The video above by Manu Sporny of Digital Bazaar provides a clear and simple overview of the semantic web for 'newbies', explaining the limitations of the internet in its current incarnation and the potential of next generation intelligent agent machines to help us find information.
While the greater semantic web shows great promise, it is going to be an immensely complex process linking up all content on the entire internet as it continues to grow - effectively tagging everything online. The task is arguably much more viable within the manageable boundaries of a specific business environment.
Information context is immensely important and powerful within the enterprise. We are all familiar with the huge document graveyards multiple Sharepoint shared drives and wikis can become - we spend time laboriously finding the location of information and then arriving at the single destination where it lives, over and over again.
While we have some very effective current generation enterprise 2.0 social network style software solutions for collaboration, there is an ongoing huge issue of scaling: an online environment for a team of say 40 can break down when it expands to 400, choking on its own success in a sea of information, for example. This is not the fault of the software but rather of the content being created and uploaded, which lacks the metadata which enables machines to filter and 'read' and process it.
Connectivity with parallel projects in similar environments can be even more challenging and labor intensive to keep current and relevant.
Intriguingly, the next generation of enterprise business software may prove to be more sophisticated than the current consumer web 2.0 experience.
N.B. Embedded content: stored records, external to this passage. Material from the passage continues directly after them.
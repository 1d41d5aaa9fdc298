//! Case manager - guarded transitions over fraud reports
//!
//! Transitions on a given report are serialized through a per-report mutex;
//! transitions on different reports are independent. Every operation
//! validates its preconditions before mutating - a failed call leaves the
//! report exactly as it was.

use std::collections::HashMap;
use std::sync::{Arc, Mutex, RwLock};

use chrono::{Datelike, Utc};
use serde_json::Value;
use sha2::{Digest, Sha256};

use reliefguard_core::{EntityType, RoleProvider};
use reliefguard_events::{EventBus, FraudEvent};
use reliefguard_risk::RiskLevel;

use crate::error::{CaseError, CaseResult};
use crate::report::{FraudReport, ReportStatus, ReportType};

/// Input for submitting a fraud report
#[derive(Debug, Clone)]
pub struct ReportInput {
    pub reported_entity: String,
    pub entity_type: EntityType,
    pub report_type: ReportType,
    pub severity: RiskLevel,
    pub description: String,
    pub evidence: Vec<Value>,
    pub is_anonymous: bool,
    /// Reporter identity; suppressed (hashed) when `is_anonymous`
    pub reporter_id: Option<String>,
}

/// Owns every fraud report and its lifecycle
pub struct CaseManager {
    reports: RwLock<HashMap<String, Arc<Mutex<FraudReport>>>>,
    /// Per-year sequence for FR-YYYY-NNN ids
    year_seq: Mutex<HashMap<i32, u32>>,
    roles: Arc<dyn RoleProvider>,
    bus: EventBus,
}

impl CaseManager {
    /// Create a manager with the given capability provider and event bus
    pub fn new(roles: Arc<dyn RoleProvider>, bus: EventBus) -> Self {
        Self {
            reports: RwLock::new(HashMap::new()),
            year_seq: Mutex::new(HashMap::new()),
            roles,
            bus,
        }
    }

    fn next_report_id(&self, year: i32) -> String {
        let mut seq = self.year_seq.lock().expect("case manager lock poisoned");
        let n = seq.entry(year).or_insert(0);
        *n += 1;
        format!("FR-{}-{:03}", year, n)
    }

    fn report_handle(&self, report_id: &str) -> CaseResult<Arc<Mutex<FraudReport>>> {
        self.reports
            .read()
            .expect("case manager lock poisoned")
            .get(report_id)
            .cloned()
            .ok_or_else(|| CaseError::ReportNotFound(report_id.to_string()))
    }

    fn require_reviewer(&self, user_id: &str) -> CaseResult<()> {
        if self.roles.can_review(user_id) {
            Ok(())
        } else {
            Err(CaseError::NotAuthorized(user_id.to_string()))
        }
    }

    /// Move a report through the transition table, or fail without mutation
    fn transition(report: &mut FraudReport, to: ReportStatus) -> CaseResult<ReportStatus> {
        let from = report.status;
        if !from.can_transition(to) {
            return Err(CaseError::InvalidStateTransition { from, to });
        }
        report.status = to;
        Ok(from)
    }

    fn publish_status_change(&self, report: &FraudReport, from: ReportStatus, by: &str) {
        tracing::info!(
            report_id = %report.report_id,
            from = %from,
            to = %report.status,
            by,
            "Fraud report status changed"
        );
        self.bus.publish(FraudEvent::report_status_changed(
            report.report_id.clone(),
            from.to_string(),
            report.status.to_string(),
            by,
        ));
    }

    /// Submit a new fraud report (external actor or auto-flag).
    ///
    /// Anonymous reports suppress the reporter identity but retain a sha256
    /// audit reference.
    pub fn submit(&self, input: ReportInput) -> CaseResult<FraudReport> {
        self.submit_inner(input, false)
    }

    fn submit_inner(&self, input: ReportInput, auto_generated: bool) -> CaseResult<FraudReport> {
        if input.reported_entity.trim().is_empty() {
            return Err(CaseError::MissingField("reported_entity"));
        }
        if input.description.trim().is_empty() {
            return Err(CaseError::MissingField("description"));
        }

        let now = Utc::now();
        let report_id = self.next_report_id(now.year());

        let reporter_ref = if input.is_anonymous {
            input.reporter_id.as_deref().map(audit_ref)
        } else {
            input.reporter_id.clone()
        };

        let report = FraudReport {
            report_id: report_id.clone(),
            reported_entity: input.reported_entity,
            entity_type: input.entity_type,
            report_type: input.report_type,
            severity: input.severity,
            status: ReportStatus::Pending,
            assigned_investigator: None,
            description: input.description,
            evidence: input.evidence,
            investigation_notes: Vec::new(),
            is_anonymous: input.is_anonymous,
            reporter_ref,
            created_at: now,
            resolved_at: None,
            resolution_notes: None,
        };

        self.reports
            .write()
            .expect("case manager lock poisoned")
            .insert(report_id.clone(), Arc::new(Mutex::new(report.clone())));

        tracing::info!(
            report_id = %report_id,
            entity = %report.reported_entity,
            severity = %report.severity,
            "Fraud report created"
        );
        self.bus.publish(FraudEvent::report_created(
            report_id,
            report.reported_entity.clone(),
            report.entity_type.to_string(),
            report.severity.to_string(),
            auto_generated,
        ));

        Ok(report)
    }

    /// Submit an auto-generated report from the evaluation pipeline
    pub fn submit_auto(
        &self,
        reported_entity: impl Into<String>,
        entity_type: EntityType,
        severity: RiskLevel,
        description: impl Into<String>,
        evidence: Vec<Value>,
    ) -> CaseResult<FraudReport> {
        self.submit_inner(
            ReportInput {
                reported_entity: reported_entity.into(),
                entity_type,
                report_type: ReportType::SuspiciousActivity,
                severity,
                description: description.into(),
                evidence,
                is_anonymous: false,
                reporter_id: None,
            },
            true,
        )
    }

    /// `pending -> under_investigation`; the investigator must hold the
    /// verifier/admin capability.
    pub fn assign(&self, report_id: &str, investigator_id: &str) -> CaseResult<FraudReport> {
        self.require_reviewer(investigator_id)?;

        let handle = self.report_handle(report_id)?;
        let mut report = handle.lock().expect("report lock poisoned");

        let from = Self::transition(&mut report, ReportStatus::UnderInvestigation)?;
        report.assigned_investigator = Some(investigator_id.to_string());

        self.publish_status_change(&report, from, investigator_id);
        Ok(report.clone())
    }

    /// Append notes/evidence; no state change. Valid only while
    /// `under_investigation` or `escalated`.
    pub fn update_investigation(
        &self,
        report_id: &str,
        by: &str,
        notes: Option<String>,
        evidence: Option<Value>,
    ) -> CaseResult<FraudReport> {
        self.require_reviewer(by)?;

        let handle = self.report_handle(report_id)?;
        let mut report = handle.lock().expect("report lock poisoned");

        if !matches!(
            report.status,
            ReportStatus::UnderInvestigation | ReportStatus::Escalated
        ) {
            return Err(CaseError::NotOpenForUpdate(report.status));
        }

        if let Some(notes) = notes {
            report.investigation_notes.push(notes);
        }
        if let Some(evidence) = evidence {
            report.evidence.push(evidence);
        }
        Ok(report.clone())
    }

    /// `pending|under_investigation -> escalated`.
    ///
    /// Allowed any time severity is high/critical, or when an investigator
    /// flags insufficient authority (the stated reason).
    pub fn escalate(&self, report_id: &str, by: &str, reason: &str) -> CaseResult<FraudReport> {
        if reason.trim().is_empty() {
            return Err(CaseError::MissingField("reason"));
        }

        let handle = self.report_handle(report_id)?;
        let mut report = handle.lock().expect("report lock poisoned");

        if report.severity < RiskLevel::High && !self.roles.can_review(by) {
            return Err(CaseError::EscalationNotAllowed(format!(
                "severity {} requires investigator capability",
                report.severity
            )));
        }

        let from = Self::transition(&mut report, ReportStatus::Escalated)?;
        report
            .investigation_notes
            .push(format!("escalated by {}: {}", by, reason));

        self.publish_status_change(&report, from, by);
        Ok(report.clone())
    }

    /// `under_investigation|escalated -> resolved`; resolution notes required.
    pub fn resolve(&self, report_id: &str, by: &str, notes: &str) -> CaseResult<FraudReport> {
        self.require_reviewer(by)?;
        if notes.trim().is_empty() {
            return Err(CaseError::MissingField("resolution_notes"));
        }

        let handle = self.report_handle(report_id)?;
        let mut report = handle.lock().expect("report lock poisoned");

        let from = Self::transition(&mut report, ReportStatus::Resolved)?;
        report.resolved_at = Some(Utc::now());
        report.resolution_notes = Some(notes.to_string());

        self.publish_status_change(&report, from, by);
        Ok(report.clone())
    }

    /// `pending|under_investigation|escalated -> dismissed`; reason required.
    pub fn dismiss(&self, report_id: &str, by: &str, reason: &str) -> CaseResult<FraudReport> {
        self.require_reviewer(by)?;
        if reason.trim().is_empty() {
            return Err(CaseError::MissingField("reason"));
        }

        let handle = self.report_handle(report_id)?;
        let mut report = handle.lock().expect("report lock poisoned");

        let from = Self::transition(&mut report, ReportStatus::Dismissed)?;
        report.resolved_at = Some(Utc::now());
        report.resolution_notes = Some(reason.to_string());

        self.publish_status_change(&report, from, by);
        Ok(report.clone())
    }

    /// Get a report by id
    pub fn get(&self, report_id: &str) -> CaseResult<FraudReport> {
        let handle = self.report_handle(report_id)?;
        let report = handle.lock().expect("report lock poisoned");
        Ok(report.clone())
    }

    /// All reports currently in `status`
    pub fn list_by_status(&self, status: ReportStatus) -> Vec<FraudReport> {
        let reports = self.reports.read().expect("case manager lock poisoned");
        let mut out: Vec<FraudReport> = reports
            .values()
            .map(|h| h.lock().expect("report lock poisoned").clone())
            .filter(|r| r.status == status)
            .collect();
        out.sort_by(|a, b| a.report_id.cmp(&b.report_id));
        out
    }

    /// Total number of reports (terminal included - never deleted)
    pub fn count(&self) -> usize {
        self.reports.read().expect("case manager lock poisoned").len()
    }
}

/// Internal audit reference for a suppressed reporter identity
fn audit_ref(reporter_id: &str) -> String {
    let mut hasher = Sha256::new();
    hasher.update(reporter_id.as_bytes());
    hex::encode(hasher.finalize())
}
The ability to provide contextually grouped rich content to employees within a well defined internal semantic web is much easier to achieve than the much bigger challenge of the consumer semantic web, and can tie in with IT security protocols whether on premise and behind firewalls, in the cloud or a combination.
By providing contextual connections in all company content, a new employee or partner will be able to get up to speed much faster, with connections being provided as they explore content in different applications, all unified by metadata.
Enterprise search, currently a huge challenge, particularly across multiple applications and their associated databases, will be transformed into a powerful context engine. The productivity and efficiency gains of this approach will be substantial, but more importantly the 'knowledge is power' factor provided by these rich referrals will create smarter minds more quickly. This also has major implications for training and learning management systems.
Thompson Reuters, who as a news organization have a vested interest in the world being as tagged as possible, are making great strides with their 'Open Calais' api, based on Clear Forest which they acquired in 2007. More on this later this month.
i mentioned the rich context example of the Freebase breakfast cereal 'base' in this post recently - http://breakfast.freebase.com/, another example is this 'base' for jazz musician John Coltrane, with various contextual possibilities and sub categories and groups.
These two 'base' examples provide a glimpse into a future enterprise organized around semantic logic and conventions. Pitching in to help build a much more interlinked next generation internet, and piping structured intelligent information like these examples into your website with data portability will be the consumer web of the future.
The enterprise version will be tagging and linking up all that content currently sitting in silos to make it more accessible and useful - building a centered, interconnected rich information tree of knowledge which has room to grow.